▶ [THE TASK]
Return every entry below without altering a word.

▶ [RECORDS FOR THIS EXERCISE]
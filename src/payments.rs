use soroban_sdk::{token, Address, Env};
use crate::types::{PaymentRail, PresaleError, SaleState};

// ============================================================================
// TRANSFERÊNCIAS DE ATIVOS
// ============================================================================

/// Transfere `amount` de `asset` (SAC / SEP-41) entre dois endereços.
/// Qualquer falha do token vira `TransferFailed`; o erro devolvido pelo
/// contrato desfaz a invocação inteira.
pub fn transfer(
    env: &Env,
    asset: &Address,
    from: &Address,
    to: &Address,
    amount: i128,
) -> Result<(), PresaleError> {
    let client = token::Client::new(env, asset);

    match client.try_transfer(from, to, &amount) {
        Ok(Ok(())) => Ok(()),
        _ => Err(PresaleError::TransferFailed),
    }
}

/// Ativo e carteira de destino de cada trilho de pagamento.
pub fn rail_sink(state: &SaleState, rail: PaymentRail) -> (Address, Address) {
    match rail {
        PaymentRail::Native => (state.native_asset.clone(), state.payment_wallet.clone()),
        PaymentRail::Stable => (
            state.stable_asset.clone(),
            state.payment_wallet_stable.clone(),
        ),
    }
}

/// Escrow do claim: o próprio contrato
pub fn escrow(env: &Env) -> Address {
    env.current_contract_address()
}

/// Casas decimais de um token, lidas na inicialização
pub fn decimals_of(env: &Env, asset: &Address) -> Result<u32, PresaleError> {
    let client = token::Client::new(env, asset);

    match client.try_decimals() {
        Ok(Ok(decimals)) => Ok(decimals),
        _ => Err(PresaleError::InvalidDecimals),
    }
}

▶ [RESPONSE AREA]
filename src/payments.rs
use soroban_sdk::{token, Address, Env};
use crate::types::{PaymentRail, PresaleError, SaleState};

// ============================================================================
// TRANSFERÊNCIAS DE ATIVOS
// ============================================================================

/// Transfere `amount` de `asset` (SAC / SEP-41) entre dois endereços.
/// Qualquer falha do token vira `TransferFailed`; o erro devolvido pelo
/// contrato desfaz a invocação inteira.
pub fn transfer(
    env: &Env,
    asset: &Address,
    from: &Address,
    to: &Address,
    amount: i128,
) -> Result<(), PresaleError> {
    let client = token::Client::new(env, asset);

    match client.try_transfer(from, to, &amount) {
        Ok(Ok(())) => Ok(()),
        _ => Err(PresaleError::TransferFailed),
    }
}

/// Ativo e carteira de destino de cada trilho de pagamento.
pub fn rail_sink(state: &SaleState, rail: PaymentRail) -> (Address, Address) {
    match rail {
        PaymentRail::Native => (state.native_asset.clone(), state.payment_wallet.clone()),
        PaymentRail::Stable => (
            state.stable_asset.clone(),
            state.payment_wallet_stable.clone(),
        ),
    }
}

/// Escrow do claim: o próprio contrato
pub fn escrow(env: &Env) -> Address {
    env.current_contract_address()
}

/// Casas decimais de um token, lidas na inicialização
pub fn decimals_of(env: &Env, asset: &Address) -> Result<u32, PresaleError> {
    let client = token::Client::new(env, asset);

    match client.try_decimals() {
        Ok(Ok(decimals)) => Ok(decimals),
        _ => Err(PresaleError::InvalidDecimals),
    }
}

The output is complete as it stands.